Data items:
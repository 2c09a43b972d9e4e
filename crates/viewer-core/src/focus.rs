//! Focus controller: eased fly-to transitions between the free view and a
//! panel inspection view.
//!
//! A single transition task interpolates both the camera eye and the orbit
//! target each tick and emits one completion signal, so the two channels can
//! never finish on different frames.

use crate::camera::Camera;
use crate::constants::FOCUS_DURATION_MS;
use glam::Vec3;
use instant::Instant;
use std::time::Duration;

#[derive(Clone, Copy, Debug, PartialEq, Eq)]
pub enum FocusPhase {
    Free,
    Entering,
    Zoomed,
    Exiting,
}

/// Emitted by [`FocusController::tick`] exactly once per completed transition.
#[derive(Clone, Copy, Debug, PartialEq, Eq)]
pub enum FocusEvent {
    /// Entering transition finished; orbiting should be disabled and the exit
    /// affordance revealed.
    Focused,
    /// Exit transition finished; the camera is back at the home pose.
    ReturnedHome,
}

/// Camera pose captured once after the first successful auto-fit.
#[derive(Clone, Copy, Debug, PartialEq)]
pub struct HomePose {
    pub eye: Vec3,
    pub target: Vec3,
}

#[derive(Clone, Debug)]
struct Transition {
    start_eye: Vec3,
    end_eye: Vec3,
    start_target: Vec3,
    end_target: Vec3,
    started_at: Instant,
    duration: Duration,
}

/// Owns the zoom state machine, the home pose and the in-flight transition.
pub struct FocusController {
    phase: FocusPhase,
    home: Option<HomePose>,
    transition: Option<Transition>,
}

impl FocusController {
    pub fn new() -> Self {
        Self {
            phase: FocusPhase::Free,
            home: None,
            transition: None,
        }
    }

    /// Snapshot the current camera pose as the return point for exits.
    /// Only the first call takes effect.
    pub fn capture_home(&mut self, camera: &Camera) {
        if self.home.is_none() {
            self.home = Some(HomePose {
                eye: camera.eye,
                target: camera.target,
            });
        }
    }

    pub fn home(&self) -> Option<HomePose> {
        self.home
    }

    pub fn phase(&self) -> FocusPhase {
        self.phase
    }

    /// "Zoomed" in the UI sense: a panel has been activated and not yet exited.
    pub fn is_zoomed(&self) -> bool {
        matches!(self.phase, FocusPhase::Entering | FocusPhase::Zoomed)
    }

    /// True when no transition is running and the view is free. Resets and
    /// re-fits are only allowed in this state.
    pub fn is_idle(&self) -> bool {
        self.phase == FocusPhase::Free
    }

    /// Begin the fly-to toward an inspection pose. Ignored (returns `false`)
    /// unless the controller is in the free state, so a second click while
    /// zoomed or mid-transition is a no-op.
    pub fn focus_on(&mut self, camera: &Camera, eye: Vec3, target: Vec3, now: Instant) -> bool {
        if self.phase != FocusPhase::Free {
            return false;
        }
        self.phase = FocusPhase::Entering;
        self.transition = Some(Transition {
            start_eye: camera.eye,
            end_eye: eye,
            start_target: camera.target,
            end_target: target,
            started_at: now,
            duration: Duration::from_millis(FOCUS_DURATION_MS),
        });
        true
    }

    /// Begin the fly-back to the home pose. Ignored unless zoomed (or still
    /// entering: an exit mid-entry cancels the in-flight transition and
    /// restarts from the camera's current interpolated pose).
    pub fn exit(&mut self, camera: &Camera, now: Instant) -> bool {
        let Some(home) = self.home else {
            return false;
        };
        if !self.is_zoomed() {
            return false;
        }
        self.phase = FocusPhase::Exiting;
        self.transition = Some(Transition {
            start_eye: camera.eye,
            end_eye: home.eye,
            start_target: camera.target,
            end_target: home.target,
            started_at: now,
            duration: Duration::from_millis(FOCUS_DURATION_MS),
        });
        true
    }

    /// Advance the in-flight transition, writing the interpolated pose into the
    /// camera. Returns the completion event on the tick the transition ends.
    pub fn tick(&mut self, camera: &mut Camera, now: Instant) -> Option<FocusEvent> {
        let tr = self.transition.as_ref()?;
        let elapsed = now.duration_since(tr.started_at);
        let t = (elapsed.as_secs_f32() / tr.duration.as_secs_f32()).min(1.0);
        if t < 1.0 {
            let k = ease_out_cubic(t);
            camera.eye = tr.start_eye.lerp(tr.end_eye, k);
            camera.target = tr.start_target.lerp(tr.end_target, k);
            return None;
        }
        // Land exactly on the endpoints so a round trip restores the home
        // pose bit-for-bit.
        camera.eye = tr.end_eye;
        camera.target = tr.end_target;
        self.transition = None;
        match self.phase {
            FocusPhase::Entering => {
                self.phase = FocusPhase::Zoomed;
                Some(FocusEvent::Focused)
            }
            FocusPhase::Exiting => {
                self.phase = FocusPhase::Free;
                Some(FocusEvent::ReturnedHome)
            }
            _ => None,
        }
    }
}

impl Default for FocusController {
    fn default() -> Self {
        Self::new()
    }
}

/// Fast start, slow settle.
#[inline]
pub fn ease_out_cubic(t: f32) -> f32 {
    let u = 1.0 - t.clamp(0.0, 1.0);
    1.0 - u * u * u
}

Work request — Every line above should be printed again exactly as it stands.

Response —
repository 2c09a43b972d9e4e
filename crates/viewer-core/src/focus.rs
//! Focus controller: eased fly-to transitions between the free view and a
//! panel inspection view.
//!
//! A single transition task interpolates both the camera eye and the orbit
//! target each tick and emits one completion signal, so the two channels can
//! never finish on different frames.

use crate::camera::Camera;
use crate::constants::FOCUS_DURATION_MS;
use glam::Vec3;
use instant::Instant;
use std::time::Duration;

#[derive(Clone, Copy, Debug, PartialEq, Eq)]
pub enum FocusPhase {
    Free,
    Entering,
    Zoomed,
    Exiting,
}

/// Emitted by [`FocusController::tick`] exactly once per completed transition.
#[derive(Clone, Copy, Debug, PartialEq, Eq)]
pub enum FocusEvent {
    /// Entering transition finished; orbiting should be disabled and the exit
    /// affordance revealed.
    Focused,
    /// Exit transition finished; the camera is back at the home pose.
    ReturnedHome,
}

/// Camera pose captured once after the first successful auto-fit.
#[derive(Clone, Copy, Debug, PartialEq)]
pub struct HomePose {
    pub eye: Vec3,
    pub target: Vec3,
}

#[derive(Clone, Debug)]
struct Transition {
    start_eye: Vec3,
    end_eye: Vec3,
    start_target: Vec3,
    end_target: Vec3,
    started_at: Instant,
    duration: Duration,
}

/// Owns the zoom state machine, the home pose and the in-flight transition.
pub struct FocusController {
    phase: FocusPhase,
    home: Option<HomePose>,
    transition: Option<Transition>,
}

impl FocusController {
    pub fn new() -> Self {
        Self {
            phase: FocusPhase::Free,
            home: None,
            transition: None,
        }
    }

    /// Snapshot the current camera pose as the return point for exits.
    /// Only the first call takes effect.
    pub fn capture_home(&mut self, camera: &Camera) {
        if self.home.is_none() {
            self.home = Some(HomePose {
                eye: camera.eye,
                target: camera.target,
            });
        }
    }

    pub fn home(&self) -> Option<HomePose> {
        self.home
    }

    pub fn phase(&self) -> FocusPhase {
        self.phase
    }

    /// "Zoomed" in the UI sense: a panel has been activated and not yet exited.
    pub fn is_zoomed(&self) -> bool {
        matches!(self.phase, FocusPhase::Entering | FocusPhase::Zoomed)
    }

    /// True when no transition is running and the view is free. Resets and
    /// re-fits are only allowed in this state.
    pub fn is_idle(&self) -> bool {
        self.phase == FocusPhase::Free
    }

    /// Begin the fly-to toward an inspection pose. Ignored (returns `false`)
    /// unless the controller is in the free state, so a second click while
    /// zoomed or mid-transition is a no-op.
    pub fn focus_on(&mut self, camera: &Camera, eye: Vec3, target: Vec3, now: Instant) -> bool {
        if self.phase != FocusPhase::Free {
            return false;
        }
        self.phase = FocusPhase::Entering;
        self.transition = Some(Transition {
            start_eye: camera.eye,
            end_eye: eye,
            start_target: camera.target,
            end_target: target,
            started_at: now,
            duration: Duration::from_millis(FOCUS_DURATION_MS),
        });
        true
    }

    /// Begin the fly-back to the home pose. Ignored unless zoomed (or still
    /// entering: an exit mid-entry cancels the in-flight transition and
    /// restarts from the camera's current interpolated pose).
    pub fn exit(&mut self, camera: &Camera, now: Instant) -> bool {
        let Some(home) = self.home else {
            return false;
        };
        if !self.is_zoomed() {
            return false;
        }
        self.phase = FocusPhase::Exiting;
        self.transition = Some(Transition {
            start_eye: camera.eye,
            end_eye: home.eye,
            start_target: camera.target,
            end_target: home.target,
            started_at: now,
            duration: Duration::from_millis(FOCUS_DURATION_MS),
        });
        true
    }

    /// Advance the in-flight transition, writing the interpolated pose into the
    /// camera. Returns the completion event on the tick the transition ends.
    pub fn tick(&mut self, camera: &mut Camera, now: Instant) -> Option<FocusEvent> {
        let tr = self.transition.as_ref()?;
        let elapsed = now.duration_since(tr.started_at);
        let t = (elapsed.as_secs_f32() / tr.duration.as_secs_f32()).min(1.0);
        if t < 1.0 {
            let k = ease_out_cubic(t);
            camera.eye = tr.start_eye.lerp(tr.end_eye, k);
            camera.target = tr.start_target.lerp(tr.end_target, k);
            return None;
        }
        // Land exactly on the endpoints so a round trip restores the home
        // pose bit-for-bit.
        camera.eye = tr.end_eye;
        camera.target = tr.end_target;
        self.transition = None;
        match self.phase {
            FocusPhase::Entering => {
                self.phase = FocusPhase::Zoomed;
                Some(FocusEvent::Focused)
            }
            FocusPhase::Exiting => {
                self.phase = FocusPhase::Free;
                Some(FocusEvent::ReturnedHome)
            }
            _ => None,
        }
    }
}

impl Default for FocusController {
    fn default() -> Self {
        Self::new()
    }
}

/// Fast start, slow settle.
#[inline]
pub fn ease_out_cubic(t: f32) -> f32 {
    let u = 1.0 - t.clamp(0.0, 1.0);
    1.0 - u * u * u
}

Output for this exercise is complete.